Robert: Hah, we're awesome - we're an in-process windowed plugin, yay! ;) This is Komodo, where the text editor component - scintilla - started by emulating the Win32 RichEdit APIs; everything is done via window messages. I expect there is going to be transition pain for us whatever we do; so if there's an API that's designated as being the goal we should head towards, it should cut down on wasted effort. Skimming the code we have right now, we're doing things with HDCs like ::FillRect. Since it's got a platform abstraction layer of sorts already, we'd probably need to write a "Mozilla" version of that and use it from ctypes. Does ctypes support using typed arrays yet? I don't see us being able to pump data fast enough otherwise... (mostly because we're occasionally horribly inefficient, just not bad enough to be noticeable yet.) At least we've already started on reimplementing bits in XUL instead of letting Scintilla do its native widget thing, mostly for extensibility. P.S. Following the name listed in the comments instead of going by your IRC nick feels odd ;)
Sounds like you could create a DIB HDC and draw your window into that and then make the DIB data buffer available to JS to draw into a canvas.
Wishful thinking! Mobile != Desktop. The reason Adobe stopped mobile flash because it was consuming too much battery power and has been continuously dropped by the vendors. Although the CPU power and memory on mobile devices advance fast, battery technology is still where it was 5 years ago with fractional improvements. On the desktop, plugins are here to stay. They are established too deep in. Microsoft metro browsing is targeted at low power touch pads that would run Windows 8 as the operating system. That said I dont think NPAPI would put too much of a burden to browser vendors.

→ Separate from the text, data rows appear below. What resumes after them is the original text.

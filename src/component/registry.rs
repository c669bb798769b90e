//! Component registry: name to factory tables for policies and routines.
//!
//! The table is filled once at process start and only read afterwards, so a
//! shared `&Registry` can be queried from any thread.

use std::collections::HashMap;
use std::sync::Arc;

use super::{ComponentKind, ConfigPayload, HeartbeatRoutine, NoopPolicy, NoopRoutine, Policy, Routine};
use crate::error::{ComponentRef, MemtierError, Result};

/// Builds a fresh, unconfigured policy.
pub type PolicyFactory = Arc<dyn Fn() -> Arc<dyn Policy> + Send + Sync>;

/// Builds a fresh, unconfigured routine.
pub type RoutineFactory = Arc<dyn Fn() -> Arc<dyn Routine> + Send + Sync>;

/// Compiled-in component implementations, keyed by name.
#[derive(Clone, Default)]
pub struct Registry {
    policies: HashMap<String, PolicyFactory>,
    routines: HashMap<String, RoutineFactory>,
}

impl Registry {
    /// A registry with nothing registered.
    pub fn empty() -> Self {
        Self::default()
    }

    /// The components shipped with the daemon.
    pub fn builtin() -> Self {
        let mut registry = Self::empty();
        registry.register_policy(NoopPolicy::NAME, || Arc::new(NoopPolicy::new()));
        registry.register_routine(NoopRoutine::NAME, || Arc::new(NoopRoutine::new()));
        registry.register_routine(HeartbeatRoutine::NAME, || {
            Arc::new(HeartbeatRoutine::new())
        });
        registry
    }

    /// Register a policy factory. A later registration replaces an earlier one.
    pub fn register_policy<F>(&mut self, name: impl Into<String>, factory: F) -> &mut Self
    where
        F: Fn() -> Arc<dyn Policy> + Send + Sync + 'static,
    {
        self.policies.insert(name.into(), Arc::new(factory));
        self
    }

    /// Register a routine factory. A later registration replaces an earlier one.
    pub fn register_routine<F>(&mut self, name: impl Into<String>, factory: F) -> &mut Self
    where
        F: Fn() -> Arc<dyn Routine> + Send + Sync + 'static,
    {
        self.routines.insert(name.into(), Arc::new(factory));
        self
    }

    /// Sorted names registered for `kind`.
    pub fn names(&self, kind: ComponentKind) -> Vec<String> {
        let mut names: Vec<String> = match kind {
            ComponentKind::Policy => self.policies.keys().cloned().collect(),
            ComponentKind::Routine => self.routines.keys().cloned().collect(),
        };
        names.sort();
        names
    }

    /// Instantiate the policy registered as `name`.
    pub fn create_policy(&self, name: &str) -> Result<Arc<dyn Policy>> {
        self.policies
            .get(name)
            .map(|factory| factory())
            .ok_or_else(|| self.unknown(ComponentKind::Policy, name))
    }

    /// Instantiate the routine registered as `name`.
    pub fn create_routine(&self, name: &str) -> Result<Arc<dyn Routine>> {
        self.routines
            .get(name)
            .map(|factory| factory())
            .ok_or_else(|| self.unknown(ComponentKind::Routine, name))
    }

    /// Apply `payload` to a policy; the policy owns the schema.
    pub fn apply_policy_config(
        &self,
        component: &ComponentRef,
        policy: &dyn Policy,
        payload: &ConfigPayload,
    ) -> Result<()> {
        policy
            .set_config(payload)
            .map_err(|source| MemtierError::InvalidConfig {
                component: component.clone(),
                source,
            })
    }

    /// Apply `payload` to a routine; the routine owns the schema.
    pub fn apply_routine_config(
        &self,
        component: &ComponentRef,
        routine: &dyn Routine,
        payload: &ConfigPayload,
    ) -> Result<()> {
        routine
            .set_config(payload)
            .map_err(|source| MemtierError::InvalidConfig {
                component: component.clone(),
                source,
            })
    }

    fn unknown(&self, kind: ComponentKind, name: &str) -> MemtierError {
        MemtierError::UnknownComponent {
            kind,
            name: name.to_string(),
            known: self.names(kind),
        }
    }
}

impl std::fmt::Debug for Registry {
    fn fmt(&self, f: &mut std::fmt::Formatter<'_>) -> std::fmt::Result {
        f.debug_struct("Registry")
            .field("policies", &self.names(ComponentKind::Policy))
            .field("routines", &self.names(ComponentKind::Routine))
            .finish()
    }
}

#[cfg(test)]
mod tests {
    use super::*;
    use serde_json::json;

    #[test]
    fn test_builtin_names() {
        let registry = Registry::builtin();
        assert_eq!(registry.names(ComponentKind::Policy), vec!["noop"]);
        assert_eq!(
            registry.names(ComponentKind::Routine),
            vec!["heartbeat", "noop-routine"]
        );
    }

    #[test]
    fn test_unknown_policy() {
        let registry = Registry::builtin();
        let err = registry.create_policy("heat").err().expect("should fail");
        match err {
            MemtierError::UnknownComponent { kind, name, known } => {
                assert_eq!(kind, ComponentKind::Policy);
                assert_eq!(name, "heat");
                assert_eq!(known, vec!["noop"]);
            }
            other => panic!("unexpected error: {other:?}"),
        }
    }

    #[test]
    fn test_unknown_routine() {
        let registry = Registry::builtin();
        assert!(matches!(
            registry.create_routine("noop"),
            Err(MemtierError::UnknownComponent {
                kind: ComponentKind::Routine,
                ..
            })
        ));
    }

    #[test]
    fn test_each_create_returns_fresh_instance() {
        let registry = Registry::builtin();
        let a = registry.create_policy("noop").unwrap();
        let b = registry.create_policy("noop").unwrap();
        a.set_config(&json!({"x": 1})).unwrap();
        assert_eq!(b.config(), json!({}));
    }

    #[test]
    fn test_invalid_config_is_attributed() {
        let registry = Registry::builtin();
        let routine = registry.create_routine("heartbeat").unwrap();
        let component = ComponentRef::routine(2, "heartbeat");
        let err = registry
            .apply_routine_config(&component, routine.as_ref(), &json!({"interval_ms": "soon"}))
            .unwrap_err();
        let msg = err.to_string();
        assert!(msg.starts_with("routine 2 \"heartbeat\": invalid config:"), "{msg}");
    }
}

Great. So the web will look like it's 1999 all over again.
In many ways, this would be nice; however, I think it's even more clear now than it was when this article was written that plugins can't go away yet -- there are too many things people want and need to do that can't be done without some form of native extension. We're getting closer, and flash is certainly past it's day, but flash was not the only plugin.